Il apparaît pour la première fois, sans sexe ni couleur, rassemblé, immobile, contenu dans l’étreinte de liens puissants. Un flux invisible. Il porte en lui l’immense et donne l’échelle au paysage. Points de vues multiples. L’Homme. L’homme ? Les figures sont exécutées dans un tableau vivant, les saisons et les jours sur un ciel de traîne.
Il vient à la présence, aperçu avant impression, a une respiration égale, partagée de l’inspire à l’expire, halé, millimètre par millimètre, non encore livré au rythme binaire, dessinant une ligne d’un point à un autre, la conscience tenue, se place, et se déplace, circule, appesanti. Tient !? Emerge une grandeur qui n’est pas lui mais dont il tient l’antenne. La loi de la pesanteur peut être ? Une routine. Il s’adapte à lui même. Il montre un prisonnier volontaire ne voulant en rien entrer dans ce qu’il est, cherchant à s’échapper sur le front du ciel. Ce n’est qu’une récréation. C’est pourquoi du mouvement à l’arrêt, l’immobilité fait demi tour. Est-ce le temps de l’agonie ou de renaître ? Tenu en laisse, le promené se distend. On ne sait pas bien faire la différence entre une vie de maître et la carrière d’un chien. Quelle humiliation de n’entrer pour rien dans ce que nous sommes. Le courant est contre, l’homme se convertit en Appelant. Courant pour, il est appelé sur terre. Attendre la renverse pour agir.
Aux antipodes de l’efficience, il va, il stoppe, tente de comprendre, mesure l’orientation, s’achemine vers la permanence. Il ne met pas longtemps à mettre au point sa destinée, s’élance dans un parcours délimité sur la ligne de crête, avant de disparaître. En mer, perdre son âme ou gagner la rive ? Le pas est décisif.
Le rassemblement est au point éminent du chemin, l’heure tourne à la force du poignet. Il va bouger. A t’il choisi d’aller au bout du monde ? C’est entendu. Il se décide, insouciant de l’eau, de la terre et des cieux, marche au plus loin. Subitement, il sacrifie une pose et s’installe tel qu’en lui même, col fermé, obéit aux ordres, s’en retourne. A-t’il vraiment fait le tour ?

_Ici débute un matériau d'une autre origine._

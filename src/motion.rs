use crate::api::CurtainState;
use crate::api::CurtainState::*;

/// Outcome of one tick of the transition function.
#[derive(Debug, Clone, Copy, PartialEq, Eq)]
pub(crate) struct Step {
    pub state: CurtainState,
    pub position: i32,
}

/// Advances `current` one unit toward `target`.
pub(crate) fn step(current: i32, target: i32) -> Step {
    let state = direction(current, target);
    let position = match state {
        Closing => current + 1,
        Opening => current - 1,
        Stopped => current,
    };
    Step { state, position }
}

/// Positions grow toward closed, so a higher target means closing.
pub(crate) fn direction(current: i32, target: i32) -> CurtainState {
    if target > current {
        Closing
    } else if target < current {
        Opening
    } else {
        Stopped
    }
}

pub(crate) fn steps_needed(current: i32, target: i32) -> u32 {
    current.abs_diff(target)
}

#[cfg(test)]
mod tests {
    use super::*;

    #[test]
    fn closes_toward_higher_target() {
        assert_eq!(
            step(10, 40),
            Step {
                state: Closing,
                position: 11
            }
        );
    }

    #[test]
    fn opens_toward_lower_target() {
        assert_eq!(
            step(10, 0),
            Step {
                state: Opening,
                position: 9
            }
        );
    }

    #[test]
    fn rests_at_target() {
        assert_eq!(
            step(55, 55),
            Step {
                state: Stopped,
                position: 55
            }
        );
    }

    #[test]
    fn converges_in_exact_number_of_steps() {
        let (mut current, target) = (80, 3);
        let mut ticks = 0;
        while direction(current, target) != Stopped {
            let next = step(current, target);
            assert_eq!(steps_needed(current, next.position), 1);
            current = next.position;
            ticks += 1;
        }
        assert_eq!(current, target);
        assert_eq!(ticks, steps_needed(80, 3));
    }
}
//! Mobile push token repository.

use std::sync::Arc;

use chrono::Utc;
use sea_orm::{ActiveModelTrait, DatabaseConnection, EntityTrait, Set};

use crate::entities::mobile_token::{ActiveModel, Entity, Model};
use support_common::{AppError, AppResult};

/// Repository for per-user device tokens.
#[derive(Clone)]
pub struct MobileTokenRepository {
    db: Arc<DatabaseConnection>,
}

impl MobileTokenRepository {
    /// Create a new mobile token repository.
    #[must_use]
    pub const fn new(db: Arc<DatabaseConnection>) -> Self {
        Self { db }
    }

    /// Find the token registered for a user.
    pub async fn find_by_user(&self, user_id: &str) -> AppResult<Option<Model>> {
        Entity::find_by_id(user_id)
            .one(self.db.as_ref())
            .await
            .map_err(|e| AppError::Database(e.to_string()))
    }

    /// Store `token` for `user_id`, replacing any previous one.
    pub async fn upsert(&self, user_id: &str, token: &str) -> AppResult<Model> {
        let now = Utc::now();

        if let Some(existing) = self.find_by_user(user_id).await? {
            let mut active: ActiveModel = existing.into();
            active.mobile_token = Set(token.to_string());
            active.updated_at = Set(now.into());
            return active
                .update(self.db.as_ref())
                .await
                .map_err(|e| AppError::Database(e.to_string()));
        }

        let model = ActiveModel {
            user_id: Set(user_id.to_string()),
            mobile_token: Set(token.to_string()),
            created_at: Set(now.into()),
            updated_at: Set(now.into()),
        };

        model
            .insert(self.db.as_ref())
            .await
            .map_err(|e| AppError::Database(e.to_string()))
    }
}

Un jour d’élection. A moins d’un mille des cotes, de source certaine, On parie !? Il est en grand nombre et va élire le meilleur moment. Une passerelle s’érige contre les passades. L’accord est au rassemblement, midi sonné. L’expérience devient déjà un plébiscite. Simple souvenir naissant à inscrire au patrimoine. Photo ! Sans aucun mérite, par un verdict surnaturel, une volonté libre, il est choisi. La beauté est démocrate. Il suffit d’être là ; D’être né là ? Naturellement, se montrer digne de cette élévation.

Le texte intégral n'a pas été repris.